Plus the mix of cissus and rapidcuts is a nice double whammy to keep me fairly chipper and again to help keep what i've packed on. I do plan on having a refeed once a week, to keep that metabolism ticking over. No cheating of course all simple carbs with the fats heavily knocked back, though having to go back into keto every week will be interesting. I'm sure i'll get used to it soon enough.

Oh and my guts have been interesting for the past day or two lol.


----------



## Dazza (Aug 7, 2010)

Been a while, it's now day 13 of me diet, err it's going alright. Being strict on macros of course and so far no strength lost odd thing is i haven't dropped weight, yet my trousers are getting looser, could i have gained a bit and lost some fat?

Perhaps im really hoping so, anyway feeling quite good necking bcaa's like no tomorrow.

Had me the one refeed so far, the body really responded and soaked it up like a sponge, looked great in the gym how long will i keep this up for, im not sure i'll see how things go.


----------



## craftybutcher (Aug 10, 2009)

Good feeling that. "Why am I still xxx weight?" then finding you are using a new notch on the belt.


----------



## Dazza (Aug 7, 2010)

Indeed though i really don't want to get my hopes up just in case. I'll keep on plugging and see how things go.

Mind i puffed right up on refeed day, that with daa and asgt made for quite a workout.


----------



## Dazza (Aug 7, 2010)

Well today was interesting, i started at 15st 11 1/4lb im now 15st 8 3/4lb.

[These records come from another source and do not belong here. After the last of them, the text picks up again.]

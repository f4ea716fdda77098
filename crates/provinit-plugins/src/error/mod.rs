//! Domain errors raised by the provider initialisation pipeline.
//!
//! All errors use `thiserror`-derived enums with structured context so callers
//! can inspect the failure programmatically. I/O errors are wrapped in `Arc`
//! to keep the enums cheap to move between fetch workers.

use std::fmt;
use std::path::PathBuf;
use std::sync::Arc;

use thiserror::Error;

use crate::version::{ConstraintError, ConstraintSet};

/// Errors raised while deriving requirements from a module tree and state.
#[derive(Debug, Error)]
pub enum ExtractionError {
    /// A requirement source could not be read.
    #[error("failed to read '{path}': {source}")]
    Io {
        /// File that could not be read.
        path: PathBuf,
        /// Underlying I/O error.
        #[source]
        source: Arc<std::io::Error>,
    },

    /// A requirement source is not a valid document.
    #[error("malformed document '{path}': {message}")]
    Malformed {
        /// File that failed to parse.
        path: PathBuf,
        /// Parser diagnostic.
        message: String,
    },

    /// The configured root module is not defined.
    #[error("root module '{root}' is not defined")]
    MissingRoot {
        /// Name of the missing root module.
        root: String,
    },

    /// A module references a child module that is not defined.
    #[error("module '{parent}' references undefined module '{child}'")]
    UnresolvedModule {
        /// Referencing module.
        parent: String,
        /// Name that could not be resolved.
        child: String,
    },

    /// Module references form a cycle.
    #[error("cyclic module reference: {}", .cycle.join(" -> "))]
    CyclicModule {
        /// Module names along the cycle, first and last being equal.
        cycle: Vec<String>,
    },

    /// A module declares a provider with an empty name.
    #[error("module '{module}' declares a provider with an empty name")]
    EmptyProviderName {
        /// Declaring module.
        module: String,
    },

    /// A provider version constraint could not be parsed.
    #[error("module '{module}' has an invalid constraint for provider '{provider}': {source}")]
    InvalidConstraint {
        /// Declaring module.
        module: String,
        /// Provider the constraint applies to.
        provider: String,
        /// Parser error.
        #[source]
        source: ConstraintError,
    },
}

/// Failure of a single provider fetch.
#[derive(Debug, Error)]
pub enum FetchError {
    /// No version in the source satisfies the constraints and protocol.
    #[error("no version of provider '{name}' matches the constraints and protocol {protocol_version}")]
    NoMatchingVersion {
        /// Provider name.
        name: String,
        /// Protocol version that was requested.
        protocol_version: u32,
    },

    /// An I/O error occurred while installing the plugin.
    #[error("I/O error at '{path}': {source}")]
    Io {
        /// Path being read or written.
        path: PathBuf,
        /// Underlying I/O error.
        #[source]
        source: Arc<std::io::Error>,
    },

    /// Any other fetcher-specific failure.
    #[error("{message}")]
    Other {
        /// Human-readable failure description.
        message: String,
    },
}

impl FetchError {
    /// Wraps an I/O error raised at `path`.
    #[must_use]
    pub fn io(path: impl Into<PathBuf>, source: std::io::Error) -> Self {
        Self::Io {
            path: path.into(),
            source: Arc::new(source),
        }
    }
}

/// A fetch failure together with the requirement that triggered it.
#[derive(Debug)]
pub struct ProviderFetchFailure {
    /// Provider name.
    pub name: String,
    /// Merged constraints the fetch tried to satisfy.
    pub constraints: ConstraintSet,
    /// Underlying fetch error.
    pub error: FetchError,
}

impl fmt::Display for ProviderFetchFailure {
    fn fmt(&self, f: &mut fmt::Formatter<'_>) -> fmt::Result {
        write!(
            f,
            "provider '{}' ({}): {}",
            self.name,
            display_constraints(&self.constraints),
            self.error
        )
    }
}

/// Every fetch failure of one installer run.
#[derive(Debug)]
pub struct AggregateFetchError {
    failures: Vec<ProviderFetchFailure>,
}

impl AggregateFetchError {
    /// Builds the aggregate, ordering failures by provider name.
    #[must_use]
    pub fn new(mut failures: Vec<ProviderFetchFailure>) -> Self {
        failures.sort_by(|a, b| a.name.cmp(&b.name));
        Self { failures }
    }

    /// Individual failures, sorted by provider name.
    #[must_use]
    pub fn failures(&self) -> &[ProviderFetchFailure] {
        &self.failures
    }
}

impl fmt::Display for AggregateFetchError {
    fn fmt(&self, f: &mut fmt::Formatter<'_>) -> fmt::Result {
        write!(f, "{} provider(s) could not be installed", self.failures.len())?;
        for failure in &self.failures {
            write!(f, "\n  * {failure}")?;
        }
        Ok(())
    }
}

impl std::error::Error for AggregateFetchError {}

/// Errors that abort provider initialisation.
#[derive(Debug, Error)]
pub enum InitError {
    /// Requirements could not be extracted.
    #[error("failed to determine required providers: {0}")]
    Extraction(#[from] ExtractionError),

    /// One or more providers could not be fetched.
    #[error(transparent)]
    Fetch(#[from] AggregateFetchError),

    /// No installed version satisfies a requirement.
    #[error("no installed version of provider '{name}' satisfies {}", display_constraints(.constraints))]
    Unsatisfiable {
        /// Provider name.
        name: String,
        /// Full merged constraint set.
        constraints: ConstraintSet,
    },

    /// A chosen plugin binary could not be hashed.
    #[error("failed to read provider plugin '{name}' at '{path}': {source}")]
    DigestComputation {
        /// Provider name.
        name: String,
        /// Binary that could not be read.
        path: PathBuf,
        /// Underlying I/O error.
        #[source]
        source: Arc<std::io::Error>,
    },

    /// The lock manifest could not be persisted.
    #[error("failed to save provider lock manifest '{path}': {source}")]
    ManifestWrite {
        /// Manifest path.
        path: PathBuf,
        /// Underlying I/O error.
        #[source]
        source: Arc<std::io::Error>,
    },

    /// The lock manifest exists but could not be read or parsed.
    #[error("failed to read provider lock manifest '{path}': {message}")]
    ManifestRead {
        /// Manifest path.
        path: PathBuf,
        /// Description of the failure.
        message: String,
    },
}

/// Renders a constraint set, spelling out the unconstrained case.
pub(crate) fn display_constraints(constraints: &ConstraintSet) -> String {
    if constraints.is_unconstrained() {
        String::from("any version")
    } else {
        constraints.to_string()
    }
}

This is of course during the session so id say 2.5lb of fat loss plus water over 15 days, not too shabby and strength is still up there, though i will bump the fats if i do feel myself getting weaker. So far it's not strength more i run out of steam earlier, i find lots of bcaa's pre wo reduces this by a fair margin.

Mood is up, had my refeed yesterday, which is a real nice thing to have, doesn't feel like a diet which is nice. Jeans at 34" are starting to hang off my arse, which is always a good sign as that's the first place i lose it along with my upper abs, the lower as always coming last.

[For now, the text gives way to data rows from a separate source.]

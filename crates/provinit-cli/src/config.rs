//! Configuration loading for the provinit CLI.
//!
//! Configuration flags must precede the subcommand. Everything up to the
//! first token that is not a recognised configuration flag goes to
//! `ortho-config`; the rest goes to `clap`.

use std::ffi::{OsStr, OsString};

use ortho_config::OrthoConfig;
use provinit_config::Config;

use crate::errors::AppError;

/// Flags understood by the configuration loader.
///
/// Kept in sync with the fields of [`provinit_config::Config`].
pub(crate) const CONFIG_CLI_FLAGS: &[&str] = &[
    "--config-path",
    "--log-filter",
    "--log-format",
    "--protocol-version",
    "--fetch-concurrency",
    "--plugin-dir",
    "--mirror-dir",
];

/// Source of the resolved configuration.
pub(crate) trait ConfigLoader {
    /// Loads configuration from the filtered configuration arguments.
    fn load(&self, args: &[OsString]) -> Result<Config, AppError>;
}

/// Loader backed by `ortho-config` layering.
pub(crate) struct OrthoConfigLoader;

impl ConfigLoader for OrthoConfigLoader {
    fn load(&self, args: &[OsString]) -> Result<Config, AppError> {
        Config::load_from_iter(args.iter().cloned()).map_err(AppError::LoadConfiguration)
    }
}

/// Classification of one leading argument.
#[derive(Debug, Clone, Copy, PartialEq, Eq)]
enum ConfigFlag {
    /// A configuration flag carrying its value inline (`--flag=value`).
    Inline,
    /// A configuration flag whose value is the next argument.
    Separate,
    /// Not a configuration flag: the command starts here.
    NotConfig,
}

fn classify(argument: &OsStr) -> ConfigFlag {
    let text = argument.to_string_lossy();
    let (flag, inline) = text
        .split_once('=')
        .map_or((&*text, false), |(flag, _)| (flag, true));
    if !CONFIG_CLI_FLAGS.contains(&flag) {
        ConfigFlag::NotConfig
    } else if inline {
        ConfigFlag::Inline
    } else {
        ConfigFlag::Separate
    }
}

/// Arguments split between the configuration loader and the command parser.
#[derive(Debug, Default, PartialEq, Eq)]
pub(crate) struct ArgumentSplit {
    /// Program name followed by the configuration flags.
    pub(crate) config: Vec<OsString>,
    /// Program name followed by the subcommand and its arguments.
    pub(crate) command: Vec<OsString>,
}

/// Separates the leading configuration flags from the command tokens.
pub(crate) fn split_arguments(args: &[OsString]) -> ArgumentSplit {
    let mut remaining = args.iter();
    let Some(program) = remaining.next() else {
        return ArgumentSplit::default();
    };

    let mut config = vec![program.clone()];
    let mut command = vec![program.clone()];
    while let Some(argument) = remaining.next() {
        match classify(argument) {
            ConfigFlag::Inline => config.push(argument.clone()),
            ConfigFlag::Separate => {
                config.push(argument.clone());
                config.extend(remaining.next().cloned());
            }
            ConfigFlag::NotConfig => {
                command.push(argument.clone());
                command.extend(remaining.by_ref().cloned());
                break;
            }
        }
    }
    ArgumentSplit { config, command }
}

Also getting a lot more attention in the gym so doing something right 

The rapidcuts are really helping, mood is elevated whilst taking it plus for the first day or two i get a good pump and feel really pshyched.


----------



## Dazza (Aug 7, 2010)

Well that was a crappy workout. Just getting over a bout of bronchitis and strength was down, not by much but it was there, im really hoping it's just this bug.

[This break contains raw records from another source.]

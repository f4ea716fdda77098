//! Console rendering of provider initialisation events.
//!
//! Progress goes to standard output and fetch failures to standard error.
//! Every event is also logged through `tracing` by the embedded
//! [`StructuredReporter`].

use std::collections::BTreeMap;
use std::io::Write;
use std::path::Path;
use std::sync::{Mutex, MutexGuard, PoisonError};

use provinit_plugins::{
    ConstraintSet, InitReporter, InstalledPlugin, LockManifest, ProviderFetchFailure,
    StructuredReporter,
};

const UNCONSTRAINED_NOTICE: &str = "\
The following providers do not have any version constraints in configuration,
so the latest version was installed.

To prevent automatic upgrades to new major versions that may contain breaking
changes, it is recommended to add version constraints to the corresponding
providers, with the constraint strings suggested below.";

pub(crate) const INIT_SUCCESS: &str = "\
provinit has been successfully initialised!

Every required provider plugin is installed and recorded in the lock
manifest. Rerun `provinit init` whenever provider requirements change.";

pub(crate) const INIT_EMPTY: &str = "\
provinit initialised in a directory without a module tree.

No provider plugins are required. Add a providers.json module tree and rerun
`provinit init` to install them.";

/// Renders pipeline events for a terminal user.
pub(crate) struct ConsoleReporter<'a, W, E> {
    stdout: Mutex<&'a mut W>,
    stderr: Mutex<&'a mut E>,
    log: StructuredReporter,
}

impl<'a, W, E> ConsoleReporter<'a, W, E>
where
    W: Write + Send,
    E: Write + Send,
{
    pub(crate) fn new(stdout: &'a mut W, stderr: &'a mut E) -> Self {
        Self {
            stdout: Mutex::new(stdout),
            stderr: Mutex::new(stderr),
            log: StructuredReporter::new(),
        }
    }

    /// Writes a block of text followed by a newline to standard output.
    pub(crate) fn say(&self, text: &str) {
        let _ = writeln!(lock(&self.stdout), "{text}");
    }
}

fn lock<'g, T>(mutex: &'g Mutex<T>) -> MutexGuard<'g, T> {
    mutex.lock().unwrap_or_else(PoisonError::into_inner)
}

fn describe(constraints: &ConstraintSet) -> String {
    if constraints.is_unconstrained() {
        String::from("any version")
    } else {
        constraints.to_string()
    }
}

impl<W, E> InitReporter for ConsoleReporter<'_, W, E>
where
    W: Write + Send,
    E: Write + Send,
{
    fn downloading(&self, name: &str, constraints: &ConstraintSet) {
        self.log.downloading(name, constraints);
        let _ = writeln!(
            lock(&self.stdout),
            "- Downloading plugin for provider \"{name}\" ({})...",
            describe(constraints)
        );
    }

    fn installed(&self, name: &str, path: &Path) {
        self.log.installed(name, path);
    }

    fn fetch_failed(&self, failure: &ProviderFetchFailure) {
        self.log.fetch_failed(failure);
        let name = &failure.name;
        let _ = writeln!(
            lock(&self.stderr),
            "\nError: Satisfying \"{name}\", provider not found\n\n\
             A version of the \"{name}\" provider that satisfies all version\n\
             constraints could not be found. The requested version\n\
             constraints are shown below.\n\n\
             {name} = \"{}\"\n\n{}\n",
            describe(&failure.constraints),
            failure.error
        );
    }

    fn chosen(&self, plugin: &InstalledPlugin) {
        self.log.chosen(plugin);
        let _ = writeln!(
            lock(&self.stdout),
            "- Using provider \"{}\" version {}",
            plugin.name(),
            plugin.version()
        );
    }

    fn lock_written(&self, path: &Path, manifest: &LockManifest) {
        self.log.lock_written(path, manifest);
    }

    fn constraints_suggested(&self, suggestions: &BTreeMap<String, ConstraintSet>) {
        self.log.constraints_suggested(suggestions);
        let mut stdout = lock(&self.stdout);
        let _ = writeln!(stdout, "\n{UNCONSTRAINED_NOTICE}\n");
        for (name, constraints) in suggestions {
            let _ = writeln!(stdout, "* provider.{name}: version = \"{constraints}\"");
        }
    }
}

#[cfg(test)]
mod tests {
    use std::path::PathBuf;

    use provinit_plugins::FetchError;
    use provinit_plugins::version::parse_version;

    use super::*;

    fn render(events: impl FnOnce(&ConsoleReporter<'_, Vec<u8>, Vec<u8>>)) -> (String, String) {
        let mut stdout = Vec::new();
        let mut stderr = Vec::new();
        events(&ConsoleReporter::new(&mut stdout, &mut stderr));
        (
            String::from_utf8(stdout).expect("utf-8 stdout"),
            String::from_utf8(stderr).expect("utf-8 stderr"),
        )
    }

    #[test]
    fn downloading_names_provider_and_constraints() {
        let (stdout, _) = render(|reporter| {
            reporter.downloading("google", &">= 2.0".parse().expect("constraints"));
            reporter.downloading("null", &ConstraintSet::unconstrained());
        });
        assert!(stdout.contains("- Downloading plugin for provider \"google\" (>= 2.0.0)..."));
        assert!(stdout.contains("\"null\" (any version)"));
    }

    #[test]
    fn fetch_failure_goes_to_stderr() {
        let failure = ProviderFetchFailure {
            name: String::from("aws"),
            constraints: ">= 1.0".parse().expect("constraints"),
            error: FetchError::Other {
                message: String::from("mirror unavailable"),
            },
        };
        let (stdout, stderr) = render(|reporter| reporter.fetch_failed(&failure));
        assert!(stdout.is_empty());
        assert!(stderr.contains("Satisfying \"aws\", provider not found"));
        assert!(stderr.contains("aws = \">= 1.0.0\""));
        assert!(stderr.contains("mirror unavailable"));
    }

    #[test]
    fn suggestions_use_provider_blocks() {
        let version = parse_version("3.4.1").expect("version");
        let mut suggestions = BTreeMap::new();
        suggestions.insert(
            String::from("azurerm"),
            provinit_plugins::advisor::minor_upgrade_constraint(&version),
        );
        let (stdout, _) = render(|reporter| reporter.constraints_suggested(&suggestions));
        assert!(stdout.contains("do not have any version constraints"));
        assert!(stdout.contains("* provider.azurerm: version = \">= 3.4.1, < 4.0.0\""));
    }

    #[test]
    fn chosen_plugin_is_listed() {
        let plugin = InstalledPlugin::new(
            "aws",
            parse_version("1.2.0").expect("version"),
            4,
            PathBuf::from("/plugins/aws"),
        );
        let (stdout, _) = render(|reporter| reporter.chosen(&plugin));
        assert_eq!(stdout, "- Using provider \"aws\" version 1.2.0\n");
    }
}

Also im down a few pounds, as above on sunday i was 15st 8 34lb im now 15st 4 3/4lb, a bit worrying, can't be muscle can it surely not?

Anyway im feeling weak as a kitten so im hoping it's just my body being totally depleted from this bug, macros are good but i will keep an eye on this and if necessary do a mini bulk for a week or two to kickstart things.

Can't wait for the weigh in after my refeed, then i should have a better picture of what is going on. For now i'll bump the fats a bit.


----------



## Ninja (Apr 28, 2010)

Dazzza said:


> Indeed though i really don't want to get my hopes up just in case. I'll keep on plugging and see how things go.
> 
> Mind i puffed right up on refeed day, that with daa and asgt made for quite a workout.


is it d-aspartic acid?


----------



## Dazza (Aug 7, 2010)

Yeah just on refeeds mind, heard it can knock you out of keto, obviously doesn't matter on a refeed, but during the week i take cissus and rapidcuts, along with my staple vits, bcaa's and fish oil.

Anyway bugger it, got some lemsip with a spoon of honey, and a nice beef sandwich on burgen bread, lets see how i feel in the morning.


----------



## Ninja (Apr 28, 2010)

I've been using it on keto for more than 2 weeks and i looked more 'fuller' than usually when i'm on keto . ausbuilt gave me some good info about it so i stopped using daa while i'm on keto and only then i felt like i'm on diet:laugh: Also it took me 2 weeks to feel daa working (strength was up alot) so i don't think it will make any difference for ya on refeed days. Good luck with your goals! :thumbup1:

Ninja


----------



## Dazza (Aug 7, 2010)

Thanks, you're probably right i'll stop using it for now, i should however finish off that hmb powder i've got kicking around.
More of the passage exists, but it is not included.